BOA Trail Guides receive a BOA tee shirt and instruction on how to guide the blind as they hike and enjoy nature; the lead guide then recruits someone along the trail to shoot a BOA adventure group photo. Certified BOA guides receive six hours of sleep shade trail training. "These are the Hollywood movie star sleep shades," explains Rarey. "We use them to simulate blindness, because they block all light and are fairly comfortable."
To the sighted, people in sleep shades may look a little odd. "It may appear to some that we are sleep walking with canes," laughs Rarey. "We're not, we're exploring nature while simulating blindness, so that we can be better trained to teach our blind friends how to hike on their own."
Blind volunteers are also needed to hike and to become certified to lead BOA weekly trail walks.
"People often comment how amazed they are when our group walks by with blind volunteers often in the lead," said Rarey.
Guides, while "sleep shade" blindfolded, walk with a cane, the same type used by blind people to navigate through their daily routines.
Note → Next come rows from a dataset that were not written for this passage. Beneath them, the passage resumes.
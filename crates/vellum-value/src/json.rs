//! Canonical JSON rendering.
//!
//! Revision-ID digests hash the JSON form of a body, so it must be
//! deterministic: dict keys are emitted in sorted order (serde_json's
//! default map is ordered) and binary data is rendered as lowercase hex.

use vellum_error::{Result, VellumError};

use crate::value::Value;

/// Render `value` as canonical JSON bytes.
///
/// Fails on non-finite floats, which have no JSON representation.
pub fn to_canonical_json(value: &Value) -> Result<Vec<u8>> {
    let json = to_json_value(value)?;
    serde_json::to_vec(&json).map_err(|e| VellumError::internal(format!("JSON encoding: {e}")))
}

fn to_json_value(value: &Value) -> Result<serde_json::Value> {
    use serde_json::Value as Json;
    Ok(match value {
        Value::Null => Json::Null,
        Value::Bool(b) => Json::Bool(*b),
        Value::Int(i) => Json::Number((*i).into()),
        Value::Float(x) => serde_json::Number::from_f64(*x)
            .map(Json::Number)
            .ok_or_else(|| {
                VellumError::invalid_parameter("non-finite float has no JSON form")
            })?,
        Value::String(s) => Json::String(s.to_string()),
        Value::Data(d) => {
            let mut hex = String::with_capacity(d.len() * 2);
            for b in d.iter() {
                use std::fmt::Write;
                write!(hex, "{b:02x}").expect("write to String");
            }
            Json::String(hex)
        }
        Value::Array(a) => Json::Array(
            a.to_items()
                .iter()
                .map(to_json_value)
                .collect::<Result<_>>()?,
        ),
        Value::Dict(d) => {
            let mut map = serde_json::Map::new();
            for (k, v) in d.to_entries() {
                map.insert(k, to_json_value(&v)?);
            }
            Json::Object(map)
        }
    })
}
"A cane and a guide are about all that is needed for the blind to enter the world of hiking and outdoor adventure," said Rarey. "Then, just about anything becomes possible.
Serving with Rarey on his board of directors is Gavin Atwood, a world-class mountaineer and adventurer who has guided legendary first-time blind Everest ascender Erik Weihenmayer; Bruce Stoddard, a Minnesota long-distance runner and other accomplished blind and sighted adventurers and professionals.
The board of directors is seeking professionals with specific skill sets for board of directors consideration.
Rarey said that what he has discovered during the BOA weekly hikes is that many of the blind participants are attending regularly, while some guides will attend less frequently. "We are trying to achieve a sustainable ratio of hikers and guides," said Rarey. "Right now we are adding hikers just a bit too quickly and we need to step up our trail guide recruiting and certification program through the end of the year.
BOA hikes weekly.
Its schedule changes based on weather conditions and availability of volunteer hikers and guides; members are updated via email, usually every few days.